Aldehydes: Have at least one hydrogen atom attached to the carbonyl carbon (general formula: RCHO).
Ketones: Have two carbon groups attached to the carbonyl carbon (general formula: RCOR').
Physical Properties:
Boiling points are intermediate between alcohols (higher, due to hydrogen bonding) and alkanes (lower, due to only van der Waals interactions).
Aldehydes and ketones are hydrogen bond acceptors but cannot hydrogen bond with themselves; they can hydrogen bond with water, making smaller members somewhat soluble.
Compound | Formula | Boiling Point (°C) | Solubility (in 100g H2O @ 20°C) |
|---|---|---|---|
Pentane | C5H12 | 28 | Insoluble |
1-Pentanal | C5H10O | 65 | Slightly soluble |
1-Pentanol | C5H12O | 110 | Soluble |
Nomenclature of Aldehydes and Ketones
Naming aldehydes and ketones follows IUPAC rules, focusing on the position and identity of the carbonyl group.
Aldehydes:
Identify the longest carbon chain containing the CHO group.
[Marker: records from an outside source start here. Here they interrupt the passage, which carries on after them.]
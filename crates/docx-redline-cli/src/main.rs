use std::fs;
use std::path::PathBuf;

use anyhow::{Context, Result, bail};
use chrono::Utc;
use clap::Parser;
use docx_redline_config::Config;
use docx_redline_engine::models::CommentsPart;
use docx_redline_engine::package::{
    COMMENTS_PART, CONTENT_TYPES_PART, CORE_PROPS_PART, DOCUMENT_PART, DOCUMENT_RELS_PART,
    SETTINGS_PART,
};
use docx_redline_engine::xml::{
    document_author, ensure_comments_content_type, ensure_comments_relationship,
    ensure_track_revisions,
};
use docx_redline_engine::{
    Instructions, Package, apply, parse_comments, parse_document, write_comments, write_document,
};
use tracing::{info, warn};
use tracing_subscriber::EnvFilter;

const DEFAULT_AUTHOR: &str = "Reviewer";
const DEFAULT_OUTPUT_SUFFIX: &str = "_reviewed";

/// Apply tracked changes and review comments to a .docx document.
#[derive(Parser)]
#[command(name = "docx-redline", version)]
struct Cli {
    /// Source document.
    input: PathBuf,
    /// JSON instruction file with comment and revision requests.
    instructions: PathBuf,
    /// Output document; defaults to `<input stem>_reviewed.docx`.
    output: Option<PathBuf>,
}

fn main() -> Result<()> {
    tracing_subscriber::fmt()
        .with_env_filter(
            EnvFilter::try_from_default_env().unwrap_or_else(|_| EnvFilter::new("info")),
        )
        .with_writer(std::io::stderr)
        .init();

    let cli = Cli::parse();

    // Pre-flight: both input artifacts must exist before anything is touched.
    if !cli.input.exists() {
        bail!("input document not found: {}", cli.input.display());
    }
    if !cli.instructions.exists() {
        bail!("instruction file not found: {}", cli.instructions.display());
    }

    let instructions: Instructions = serde_json::from_str(
        &fs::read_to_string(&cli.instructions)
            .with_context(|| format!("failed to read {}", cli.instructions.display()))?,
    )
    .with_context(|| format!("failed to parse {}", cli.instructions.display()))?;

    let config = match Config::load() {
        Ok(config) => config.unwrap_or_default(),
        Err(err) => {
            warn!("ignoring unusable config file: {err}");
            Config::default()
        }
    };

    let output = cli.output.clone().unwrap_or_else(|| {
        default_output_path(
            &cli.input,
            config.output_suffix.as_deref().unwrap_or(DEFAULT_OUTPUT_SUFFIX),
        )
    });

    let mut package = Package::read(&cli.input)
        .with_context(|| format!("failed to open {}", cli.input.display()))?;

    let document_xml = package.required_part_str(DOCUMENT_PART)?;
    let mut tree = parse_document(&document_xml)?;

    let mut comments = match package.part_str(COMMENTS_PART)? {
        Some(xml) => parse_comments(&xml)?,
        None => CommentsPart::empty(),
    };

    let author = resolve_author(&package, config.fallback_author.as_deref())?;
    let date = Utc::now().format("%Y-%m-%dT%H:%M:%SZ").to_string();
    info!(author = %author, "document author");

    let outcome = apply(&mut tree, &mut comments, &instructions, &author, &date);

    // Materialize: nothing is written until the whole batch is done.
    package.set_part(DOCUMENT_PART, write_document(&tree).into_bytes());

    if outcome.comments_applied > 0 {
        package.set_part(COMMENTS_PART, write_comments(&comments).into_bytes());
        if let Some(rels) = package.part_str(DOCUMENT_RELS_PART)?
            && let Some(updated) = ensure_comments_relationship(&rels)?
        {
            package.set_part(DOCUMENT_RELS_PART, updated.into_bytes());
        }
        if let Some(types) = package.part_str(CONTENT_TYPES_PART)?
            && let Some(updated) = ensure_comments_content_type(&types)?
        {
            package.set_part(CONTENT_TYPES_PART, updated.into_bytes());
        }
    }

    if outcome.revisions_applied > 0
        && let Some(settings) = package.part_str(SETTINGS_PART)?
        && let Some(updated) = ensure_track_revisions(&settings)?
    {
        package.set_part(SETTINGS_PART, updated.into_bytes());
    }

    package
        .write(&output)
        .with_context(|| format!("failed to write {}", output.display()))?;

    println!(
        "Applied {} comment(s) and {} revision(s), {} skipped -> {}",
        outcome.comments_applied,
        outcome.revisions_applied,
        outcome.skipped,
        output.display()
    );
    Ok(())
}

fn default_output_path(input: &std::path::Path, suffix: &str) -> PathBuf {
    let stem = input
        .file_stem()
        .map(|s| s.to_string_lossy().into_owned())
        .unwrap_or_else(|| "output".to_string());
    let extension = input
        .extension()
        .map(|e| format!(".{}", e.to_string_lossy()))
        .unwrap_or_default();
    input.with_file_name(format!("{stem}{suffix}{extension}"))
}

fn resolve_author(package: &Package, fallback: Option<&str>) -> Result<String> {
    if let Some(core) = package.part_str(CORE_PROPS_PART)?
        && let Some(author) = document_author(&core)?
    {
        return Ok(author);
    }
    Ok(fallback.unwrap_or(DEFAULT_AUTHOR).to_string())
}
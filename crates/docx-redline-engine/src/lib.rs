/*!
 * # docx-redline-engine
 *
 * Inserts tracked-change markup and review comments into a WordprocessingML
 * document's body at precise text locations, without disturbing run-level
 * formatting or any other byte of the package.
 *
 * The hard part lives in [`editing`]: document text is split arbitrarily
 * across formatting runs, so a target phrase may straddle run boundaries and
 * require splitting a run mid-text, then reassembling the node sequence with
 * correctly nested markup and globally unique revision identifiers.
 *
 * - [`models`]: paragraphs as explicit lists of tagged inline nodes, with
 *   opaque formatting blocks and clean-paragraph round-trip markup.
 * - [`editing`]: the flattener, the splice engine, revision and comment
 *   builders, and the batch driver.
 * - [`xml`]: WordprocessingML parsing/serialization and side-car part
 *   bookkeeping (relationships, content types, settings, author lookup).
 * - [`package`]: archive extraction and all-or-nothing repacking.
 * - [`instructions`]: the JSON request batch.
 */

pub mod editing;
pub mod instructions;
pub mod models;
pub mod package;
pub mod xml;

// Re-export key types for easier usage
pub use editing::{BatchOutcome, apply};
pub use instructions::{CommentRequest, Instructions, RevisionRequest};
pub use models::{CommentsPart, DocumentTree, InlineNode, Paragraph, Run, RunProps};
pub use package::{Package, PackageError};
pub use xml::{ParseError, parse_comments, parse_document, write_comments, write_document};
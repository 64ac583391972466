/// The free-text content and metadata of one review comment, stored in the
/// comments part separately from the body text. Appended, never edited.
#[derive(Debug, Clone, PartialEq, Eq)]
pub struct CommentBody {
    pub id: u64,
    pub author: String,
    /// First character of the author name, `'A'` when the author is empty.
    pub initials: char,
    /// ISO-8601 UTC timestamp.
    pub date: String,
    pub text: String,
}

/// The comments collection backing a package's comments part.
///
/// An existing part is kept as its raw markup and only ever appended to; a
/// missing part starts empty and is created on write.
#[derive(Debug, Clone, Default)]
pub struct CommentsPart {
    /// Raw XML of the part as read from the package, if it existed.
    existing: Option<String>,
    max_existing_id: u64,
    bodies: Vec<CommentBody>,
}

impl CommentsPart {
    /// Collection for a package without a comments part.
    pub fn empty() -> Self {
        Self::default()
    }

    /// Collection wrapping an existing part whose highest comment id is
    /// already known.
    pub fn from_existing(raw: impl Into<String>, max_existing_id: u64) -> Self {
        Self {
            existing: Some(raw.into()),
            max_existing_id,
            bodies: Vec::new(),
        }
    }

    pub fn existing_xml(&self) -> Option<&str> {
        self.existing.as_deref()
    }

    pub fn max_existing_id(&self) -> u64 {
        self.max_existing_id
    }

    pub fn bodies(&self) -> &[CommentBody] {
        &self.bodies
    }

    pub fn append(&mut self, body: CommentBody) {
        self.bodies.push(body);
    }
}
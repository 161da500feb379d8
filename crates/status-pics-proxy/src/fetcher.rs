//! Cache-backed image fetching with remote fallback

use crate::error::AppError;
use file_image_cache::{CacheError, ImageCache, ImageCode};
use http_cat_client::ImageSource;
use std::sync::Arc;
use tracing::{debug, info, warn};

/// Where a served image came from
#[derive(Debug, Clone, Copy, PartialEq, Eq)]
pub enum CacheStatus {
    Hit,
    Miss,
}

impl CacheStatus {
    /// Value for the `X-Cache` response header
    pub fn as_header(self) -> &'static str {
        match self {
            CacheStatus::Hit => "HIT",
            CacheStatus::Miss => "MISS",
        }
    }
}

/// Reads, writes and deletes cached images, falling back to the remote
/// source when a read misses.
///
/// Concurrent requests for the same code are not coordinated: two reads
/// that both miss will both hit the remote source.
pub struct ImageFetcher {
    cache: ImageCache,
    source: Arc<dyn ImageSource>,
}

impl ImageFetcher {
    pub fn new(cache: ImageCache, source: Arc<dyn ImageSource>) -> Self {
        Self { cache, source }
    }

    /// Serve an image from the cache, or fetch it remotely and cache it
    pub async fn read(&self, code: &ImageCode) -> Result<(Vec<u8>, CacheStatus), AppError> {
        match self.cache.read(code).await {
            Ok(data) => {
                debug!(code = %code, "Cache hit");
                return Ok((data, CacheStatus::Hit));
            }
            Err(CacheError::NotFound) => {
                debug!(code = %code, "Cache miss");
            }
            Err(e) => {
                // Unreadable entries are refetched rather than failing the request
                warn!(code = %code, error = %e, "Failed to read cached image, treating as miss");
            }
        }

        let data = self.source.fetch(code.as_str()).await.map_err(|e| {
            warn!(code = %code, error = %e, "Failed to fetch image from remote source");
            AppError::NotFound
        })?;

        if let Err(e) = self.cache.write(code, &data).await {
            warn!(code = %code, error = %e, "Failed to cache fetched image");
            // Continue even if caching fails
        } else {
            info!(code = %code, size = data.len(), "Cached image from remote source");
        }

        Ok((data, CacheStatus::Miss))
    }

    /// Store an uploaded image, replacing any existing entry
    pub async fn write(&self, code: &ImageCode, data: &[u8]) -> Result<(), AppError> {
        self.cache
            .write(code, data)
            .await
            .map_err(|e| AppError::Storage(e.to_string()))?;

        info!(code = %code, size = data.len(), "Saved image");
        Ok(())
    }

    /// Remove a cached image
    pub async fn delete(&self, code: &ImageCode) -> Result<(), AppError> {
        match self.cache.remove(code).await {
            Ok(()) => {
                info!(code = %code, "Deleted image");
                Ok(())
            }
            Err(CacheError::NotFound) => Err(AppError::NotFound),
            Err(e) => Err(AppError::Internal(e.to_string())),
        }
    }
}
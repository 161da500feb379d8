//! Error types for the remote image source

use std::fmt;

#[derive(Debug)]
pub enum ImageSourceError {
    /// Transport failure: connection refused, timeout, body read error
    Http(Box<reqwest::Error>),
    /// The service answered with a non-success status
    Status(u16),
}

impl fmt::Display for ImageSourceError {
    fn fmt(&self, f: &mut fmt::Formatter<'_>) -> fmt::Result {
        match self {
            ImageSourceError::Http(err) => write!(f, "HTTP error: {}", err),
            ImageSourceError::Status(status) => {
                write!(f, "Image source returned status {}", status)
            }
        }
    }
}

impl std::error::Error for ImageSourceError {
    fn source(&self) -> Option<&(dyn std::error::Error + 'static)> {
        match self {
            ImageSourceError::Http(err) => Some(err.as_ref()),
            _ => None,
        }
    }
}

impl From<reqwest::Error> for ImageSourceError {
    fn from(err: reqwest::Error) -> Self {
        ImageSourceError::Http(Box::new(err))
    }
}

pub type Result<T> = std::result::Result<T, ImageSourceError>;
//! Error types for the image cache

use std::fmt;

#[derive(Debug)]
pub enum CacheError {
    /// No entry is stored for the requested code
    NotFound,
    Io(Box<std::io::Error>),
}

impl fmt::Display for CacheError {
    fn fmt(&self, f: &mut fmt::Formatter<'_>) -> fmt::Result {
        match self {
            CacheError::NotFound => write!(f, "Cache entry not found"),
            CacheError::Io(err) => write!(f, "IO error: {}", err),
        }
    }
}

impl std::error::Error for CacheError {
    fn source(&self) -> Option<&(dyn std::error::Error + 'static)> {
        match self {
            CacheError::Io(err) => Some(err.as_ref()),
            _ => None,
        }
    }
}

impl From<std::io::Error> for CacheError {
    fn from(err: std::io::Error) -> Self {
        if err.kind() == std::io::ErrorKind::NotFound {
            CacheError::NotFound
        } else {
            CacheError::Io(Box::new(err))
        }
    }
}

pub type Result<T> = std::result::Result<T, CacheError>;

#[cfg(test)]
mod tests {
    use super::*;
    use std::io;

    #[test]
    fn test_not_found_io_error_maps_to_not_found() {
        let err: CacheError = io::Error::new(io::ErrorKind::NotFound, "gone").into();
        assert!(matches!(err, CacheError::NotFound));
    }

    #[test]
    fn test_other_io_error_is_kept() {
        let err: CacheError = io::Error::new(io::ErrorKind::PermissionDenied, "denied").into();
        assert!(matches!(err, CacheError::Io(_)));
        assert_eq!(format!("{}", err), "IO error: denied");
    }

    #[test]
    fn test_not_found_display() {
        assert_eq!(format!("{}", CacheError::NotFound), "Cache entry not found");
    }
}
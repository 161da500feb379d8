//! Status Pics Proxy - cached HTTP status code images
//!
//! Serves `/<code>` from a local cache directory, falling back to a remote
//! http.cat-style service on miss. PUT and DELETE manage entries directly.

mod config;
mod error;
mod fetcher;
mod server;

use crate::config::Cli;
use crate::error::{ProxyError, Result};
use crate::fetcher::ImageFetcher;
use crate::server::{start_server, ServerState, SharedState};
use clap::Parser;
use file_image_cache::ImageCache;
use http_cat_client::HttpCatClient;
use std::sync::Arc;
use tracing::info;
use tracing_subscriber::{prelude::*, EnvFilter};

#[tokio::main]
async fn main() -> Result<()> {
    let config = Cli::parse().into_config()?;

    // Initialize logging
    let env_filter =
        EnvFilter::from_default_env().add_directive("status_pics_proxy=info".parse()?);

    // Use JSON format for GCP Cloud Logging when LOG_FORMAT=json
    if std::env::var("LOG_FORMAT")
        .map(|v| v == "json")
        .unwrap_or(false)
    {
        tracing_subscriber::registry()
            .with(env_filter)
            .with(tracing_stackdriver::layer())
            .init();
    } else {
        tracing_subscriber::fmt().with_env_filter(env_filter).init();
    };

    info!("Starting Status Pics Proxy...");
    info!("Host: {}", config.host);
    info!("Port: {}", config.port);
    info!("Image source: {}", config.source_url);

    // Create cache and remote source
    let cache = ImageCache::new(config.cache_dir.clone());
    cache.init().await?;
    info!("Cache dir: {:?}", cache.cache_dir());

    let source = HttpCatClient::with_base_url(&config.source_url, config.source_timeout)?;

    // Create shared state
    let fetcher = ImageFetcher::new(cache, Arc::new(source));
    let state: SharedState = Arc::new(ServerState::new(fetcher, config.max_body_bytes));

    // Start HTTP server (blocking)
    start_server(state, &config.host, config.port)
        .await
        .map_err(|e| ProxyError::Config(format!("Server error: {}", e)))?;

    info!("Server stopped");
    Ok(())
}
Replace the "-e" ending of the parent alkane with "-al" (e.g., butanal).
Number the chain starting from the carbonyl carbon.
Ketones:
Identify the longest chain containing the carbonyl group.
Replace the "-e" ending of the parent alkane with "-one" (e.g., hexanone).
Number the chain so the carbonyl carbon has the lowest possible number.

Example: The image above shows the structures and names of 1-butanal, 3,3-dimethyl-1-hexanal, and benzaldehyde, illustrating the application of IUPAC nomenclature for aldehydes.
Synthesis of Aldehydes and Ketones
Preparation Methods
Aldehydes and ketones can be synthesized by the controlled oxidation of alcohols or by Friedel-Crafts acylation for aromatic ketones.
Substrate | Reagent(s) | Product |
|---|---|---|
1° Alcohol | PCC/DCM or NaOCl/CH3COOH | Aldehyde |
2° Alcohol | CrO3, Na2Cr2O7, or K2Cr2O7 with H2SO4, H2O | Ketone |
Aromatic Compound | AlCl3 (Friedel-Crafts Acylation) | Aromatic Ketone |
Reactivity of Aldehydes and Ketones
The Carbonyl Group: Structure and Reactivity
The carbonyl group consists of a double bond between carbon and oxygen, both sp2-hybridized, resulting in a trigonal planar geometry.
The oxygen atom's high electronegativity polarizes the bond, making the carbonyl carbon electrophilic and susceptible to nucleophilic attack.
Resonance stabilization occurs, but the partial positive charge on carbon dominates reactivity.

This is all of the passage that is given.